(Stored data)
____________________

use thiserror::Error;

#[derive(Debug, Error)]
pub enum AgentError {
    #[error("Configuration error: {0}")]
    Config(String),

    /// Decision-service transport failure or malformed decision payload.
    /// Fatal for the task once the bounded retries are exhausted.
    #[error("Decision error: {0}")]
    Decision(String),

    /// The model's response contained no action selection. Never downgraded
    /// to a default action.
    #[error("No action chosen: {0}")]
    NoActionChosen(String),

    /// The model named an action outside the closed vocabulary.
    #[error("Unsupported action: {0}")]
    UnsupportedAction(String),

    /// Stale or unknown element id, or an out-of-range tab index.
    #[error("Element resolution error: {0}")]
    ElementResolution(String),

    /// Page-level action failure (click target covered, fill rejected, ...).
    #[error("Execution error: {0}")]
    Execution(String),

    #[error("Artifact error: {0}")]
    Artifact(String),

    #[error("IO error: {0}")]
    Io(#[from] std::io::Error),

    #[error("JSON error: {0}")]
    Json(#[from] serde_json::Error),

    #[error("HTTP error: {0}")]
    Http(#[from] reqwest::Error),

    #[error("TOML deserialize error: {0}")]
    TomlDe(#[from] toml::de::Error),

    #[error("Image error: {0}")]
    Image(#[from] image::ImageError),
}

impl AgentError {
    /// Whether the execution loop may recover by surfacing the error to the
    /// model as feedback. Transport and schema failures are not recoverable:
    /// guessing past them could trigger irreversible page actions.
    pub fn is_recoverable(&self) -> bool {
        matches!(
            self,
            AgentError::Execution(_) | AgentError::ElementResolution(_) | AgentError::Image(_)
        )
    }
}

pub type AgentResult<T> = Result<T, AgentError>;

____________________

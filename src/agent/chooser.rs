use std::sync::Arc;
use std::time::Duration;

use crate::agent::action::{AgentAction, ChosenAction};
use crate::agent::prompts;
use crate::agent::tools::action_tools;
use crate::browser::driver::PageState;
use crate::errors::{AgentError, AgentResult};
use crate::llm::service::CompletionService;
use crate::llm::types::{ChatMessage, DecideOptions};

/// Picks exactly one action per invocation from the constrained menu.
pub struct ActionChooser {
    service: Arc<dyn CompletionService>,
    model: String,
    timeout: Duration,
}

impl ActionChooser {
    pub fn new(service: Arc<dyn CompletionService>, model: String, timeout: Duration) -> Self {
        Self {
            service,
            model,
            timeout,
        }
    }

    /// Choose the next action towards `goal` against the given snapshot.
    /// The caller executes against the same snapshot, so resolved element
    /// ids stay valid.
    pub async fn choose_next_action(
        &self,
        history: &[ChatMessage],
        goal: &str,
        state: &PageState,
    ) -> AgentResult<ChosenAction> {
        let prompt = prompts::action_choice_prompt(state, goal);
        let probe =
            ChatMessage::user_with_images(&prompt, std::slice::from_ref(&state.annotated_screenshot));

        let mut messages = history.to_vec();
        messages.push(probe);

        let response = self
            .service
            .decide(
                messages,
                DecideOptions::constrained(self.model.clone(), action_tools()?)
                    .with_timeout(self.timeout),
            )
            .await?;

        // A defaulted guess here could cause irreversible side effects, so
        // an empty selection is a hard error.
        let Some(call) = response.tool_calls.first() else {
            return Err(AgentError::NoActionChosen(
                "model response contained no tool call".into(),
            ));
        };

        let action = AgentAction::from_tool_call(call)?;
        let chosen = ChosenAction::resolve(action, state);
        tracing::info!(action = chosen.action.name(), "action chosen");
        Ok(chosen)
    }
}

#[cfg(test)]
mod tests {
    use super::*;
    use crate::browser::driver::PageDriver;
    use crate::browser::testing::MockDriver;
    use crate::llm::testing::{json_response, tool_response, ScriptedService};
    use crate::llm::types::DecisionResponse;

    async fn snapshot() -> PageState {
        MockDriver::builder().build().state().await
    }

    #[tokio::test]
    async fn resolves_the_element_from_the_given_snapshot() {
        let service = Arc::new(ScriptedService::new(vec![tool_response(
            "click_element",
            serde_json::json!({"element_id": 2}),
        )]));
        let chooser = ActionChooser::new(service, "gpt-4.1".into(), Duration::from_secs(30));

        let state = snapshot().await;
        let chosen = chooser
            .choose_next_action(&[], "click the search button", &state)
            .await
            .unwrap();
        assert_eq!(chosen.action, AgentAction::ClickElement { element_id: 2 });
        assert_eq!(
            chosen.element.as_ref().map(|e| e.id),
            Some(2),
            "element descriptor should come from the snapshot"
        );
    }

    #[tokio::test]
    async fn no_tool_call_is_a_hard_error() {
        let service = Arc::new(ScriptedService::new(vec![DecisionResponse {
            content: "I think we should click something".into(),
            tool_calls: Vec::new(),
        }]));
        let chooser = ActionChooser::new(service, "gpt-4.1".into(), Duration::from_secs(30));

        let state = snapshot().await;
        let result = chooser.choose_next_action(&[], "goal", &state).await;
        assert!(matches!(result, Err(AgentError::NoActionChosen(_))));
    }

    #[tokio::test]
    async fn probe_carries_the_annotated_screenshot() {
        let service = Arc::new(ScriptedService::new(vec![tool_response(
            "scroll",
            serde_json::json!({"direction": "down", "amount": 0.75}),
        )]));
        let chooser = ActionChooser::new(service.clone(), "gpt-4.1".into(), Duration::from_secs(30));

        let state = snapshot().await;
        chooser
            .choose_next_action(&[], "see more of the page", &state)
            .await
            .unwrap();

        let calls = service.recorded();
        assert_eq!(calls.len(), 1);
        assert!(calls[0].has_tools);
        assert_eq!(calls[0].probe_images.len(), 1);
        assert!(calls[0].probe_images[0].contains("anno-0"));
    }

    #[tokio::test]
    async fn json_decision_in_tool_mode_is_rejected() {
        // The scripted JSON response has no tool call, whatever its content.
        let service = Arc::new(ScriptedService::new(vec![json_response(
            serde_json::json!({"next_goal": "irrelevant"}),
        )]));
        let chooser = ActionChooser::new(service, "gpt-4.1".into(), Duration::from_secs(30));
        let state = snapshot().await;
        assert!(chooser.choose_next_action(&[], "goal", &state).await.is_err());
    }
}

____________________

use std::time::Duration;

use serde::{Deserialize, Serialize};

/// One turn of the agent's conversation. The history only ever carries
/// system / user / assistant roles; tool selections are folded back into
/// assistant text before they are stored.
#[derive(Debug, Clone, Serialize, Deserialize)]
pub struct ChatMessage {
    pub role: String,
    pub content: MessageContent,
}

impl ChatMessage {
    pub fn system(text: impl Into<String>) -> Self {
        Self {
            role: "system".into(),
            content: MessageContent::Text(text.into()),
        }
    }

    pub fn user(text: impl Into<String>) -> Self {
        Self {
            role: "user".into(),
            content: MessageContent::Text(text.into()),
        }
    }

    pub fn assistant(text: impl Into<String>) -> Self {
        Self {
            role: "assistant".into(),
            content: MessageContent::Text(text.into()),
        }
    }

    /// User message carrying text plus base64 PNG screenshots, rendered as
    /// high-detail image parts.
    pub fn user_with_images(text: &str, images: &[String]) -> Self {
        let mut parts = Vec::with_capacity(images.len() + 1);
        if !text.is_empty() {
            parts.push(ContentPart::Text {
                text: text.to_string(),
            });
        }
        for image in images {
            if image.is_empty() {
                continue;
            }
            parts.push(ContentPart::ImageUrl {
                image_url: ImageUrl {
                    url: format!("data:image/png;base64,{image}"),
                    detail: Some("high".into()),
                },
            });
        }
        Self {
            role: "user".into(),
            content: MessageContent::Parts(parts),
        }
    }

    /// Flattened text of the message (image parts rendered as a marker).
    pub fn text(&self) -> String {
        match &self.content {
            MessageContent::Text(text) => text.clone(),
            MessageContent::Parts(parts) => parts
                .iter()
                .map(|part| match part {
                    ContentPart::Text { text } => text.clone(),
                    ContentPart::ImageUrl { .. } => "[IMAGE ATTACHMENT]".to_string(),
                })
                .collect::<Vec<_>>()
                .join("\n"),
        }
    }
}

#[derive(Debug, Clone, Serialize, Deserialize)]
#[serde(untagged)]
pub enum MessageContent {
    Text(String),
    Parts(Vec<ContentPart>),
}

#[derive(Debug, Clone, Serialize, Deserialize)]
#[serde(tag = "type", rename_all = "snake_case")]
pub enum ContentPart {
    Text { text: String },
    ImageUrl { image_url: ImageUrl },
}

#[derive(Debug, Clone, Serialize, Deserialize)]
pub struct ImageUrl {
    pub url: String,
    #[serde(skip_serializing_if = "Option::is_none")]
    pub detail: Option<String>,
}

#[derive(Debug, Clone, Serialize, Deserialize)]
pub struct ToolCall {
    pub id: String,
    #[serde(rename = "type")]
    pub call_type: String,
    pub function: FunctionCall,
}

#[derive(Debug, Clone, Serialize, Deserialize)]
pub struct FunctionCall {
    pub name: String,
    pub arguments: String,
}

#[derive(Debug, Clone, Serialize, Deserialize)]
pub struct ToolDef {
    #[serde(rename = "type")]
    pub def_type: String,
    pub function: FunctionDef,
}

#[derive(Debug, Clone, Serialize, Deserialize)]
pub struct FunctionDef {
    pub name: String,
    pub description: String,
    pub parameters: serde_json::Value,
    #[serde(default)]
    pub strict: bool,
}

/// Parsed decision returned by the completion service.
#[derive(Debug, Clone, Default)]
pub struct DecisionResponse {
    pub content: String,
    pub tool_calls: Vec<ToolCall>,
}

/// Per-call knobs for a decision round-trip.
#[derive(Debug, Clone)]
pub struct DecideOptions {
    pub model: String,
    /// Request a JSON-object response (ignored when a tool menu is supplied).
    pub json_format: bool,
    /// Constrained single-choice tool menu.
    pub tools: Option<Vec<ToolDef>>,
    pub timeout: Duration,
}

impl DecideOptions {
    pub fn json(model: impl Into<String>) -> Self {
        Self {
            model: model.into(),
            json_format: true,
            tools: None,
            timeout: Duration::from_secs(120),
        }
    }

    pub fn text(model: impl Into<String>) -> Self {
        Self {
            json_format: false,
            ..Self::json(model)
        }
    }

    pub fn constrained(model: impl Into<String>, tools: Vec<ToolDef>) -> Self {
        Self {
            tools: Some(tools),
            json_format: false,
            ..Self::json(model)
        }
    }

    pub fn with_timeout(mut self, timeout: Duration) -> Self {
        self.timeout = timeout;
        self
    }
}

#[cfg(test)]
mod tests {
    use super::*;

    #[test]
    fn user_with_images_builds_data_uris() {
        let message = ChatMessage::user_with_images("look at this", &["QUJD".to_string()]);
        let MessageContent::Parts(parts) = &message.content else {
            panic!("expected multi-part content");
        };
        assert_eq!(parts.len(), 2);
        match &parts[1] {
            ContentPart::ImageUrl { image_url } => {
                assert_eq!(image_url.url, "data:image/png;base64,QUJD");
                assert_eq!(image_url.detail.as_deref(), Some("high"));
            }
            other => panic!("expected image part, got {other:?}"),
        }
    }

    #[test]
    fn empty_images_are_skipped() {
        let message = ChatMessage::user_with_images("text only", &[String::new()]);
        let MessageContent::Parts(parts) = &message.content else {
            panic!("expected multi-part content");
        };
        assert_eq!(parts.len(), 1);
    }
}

____________________

→ **EXERCISE PROMPT**
Taking the entries above, restate exactly those lines that fall between the line with "let chosen = chooser" and the line with "async fn probe_carries_the_annotated_screenshot()", keeping both of those lines too.

→ **REPLY TO THE TASK**
        let chosen = chooser
            .choose_next_action(&[], "click the search button", &state)
            .await
            .unwrap();
        assert_eq!(chosen.action, AgentAction::ClickElement { element_id: 2 });
        assert_eq!(
            chosen.element.as_ref().map(|e| e.id),
            Some(2),
            "element descriptor should come from the snapshot"
        );
    }

    #[tokio::test]
    async fn no_tool_call_is_a_hard_error() {
        let service = Arc::new(ScriptedService::new(vec![DecisionResponse {
            content: "I think we should click something".into(),
            tool_calls: Vec::new(),
        }]));
        let chooser = ActionChooser::new(service, "gpt-4.1".into(), Duration::from_secs(30));

        let state = snapshot().await;
        let result = chooser.choose_next_action(&[], "goal", &state).await;
        assert!(matches!(result, Err(AgentError::NoActionChosen(_))));
    }

    #[tokio::test]
    async fn probe_carries_the_annotated_screenshot() {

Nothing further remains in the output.